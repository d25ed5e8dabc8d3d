//! Answer equality rules shared by every game.
//!
//! Translation (English) answers compare case-insensitively; native-script
//! (Korean) answers must match exactly. Both sides are trimmed first.

use crate::model::AnswerField;

/// Trim surrounding whitespace from a typed or selected answer.
#[must_use]
pub fn normalize_answer(s: &str) -> &str {
    s.trim()
}

/// Case-insensitive comparison for translation-direction answers.
#[must_use]
pub fn translation_matches(expected: &str, given: &str) -> bool {
    normalize_answer(expected).to_lowercase() == normalize_answer(given).to_lowercase()
}

/// Exact comparison for native-script answers.
#[must_use]
pub fn native_matches(expected: &str, given: &str) -> bool {
    normalize_answer(expected) == normalize_answer(given)
}

/// Key under which two values of `field` count as the same answer.
///
/// Used to keep choice options distinct under the same rule that grades them.
#[must_use]
pub fn answer_key(field: AnswerField, value: &str) -> String {
    match field {
        AnswerField::English => normalize_answer(value).to_lowercase(),
        AnswerField::Korean => normalize_answer(value).to_owned(),
    }
}

/// Compare `given` against `expected` using the rule for `field`.
#[must_use]
pub fn answers_match(field: AnswerField, expected: &str, given: &str) -> bool {
    match field {
        AnswerField::English => translation_matches(expected, given),
        AnswerField::Korean => native_matches(expected, given),
    }
}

**WHAT THIS TASK INVOLVES**
Above are the records; from them, give again exactly the lines from the one containing "or selected answer." through the one containing "pub fn native_matches(expected: &str, given: &str)", both included.

**RESPONSE**
/// Trim surrounding whitespace from a typed or selected answer.
#[must_use]
pub fn normalize_answer(s: &str) -> &str {
    s.trim()
}

/// Case-insensitive comparison for translation-direction answers.
#[must_use]
pub fn translation_matches(expected: &str, given: &str) -> bool {
    normalize_answer(expected).to_lowercase() == normalize_answer(given).to_lowercase()
}

/// Exact comparison for native-script answers.
#[must_use]
pub fn native_matches(expected: &str, given: &str) -> bool {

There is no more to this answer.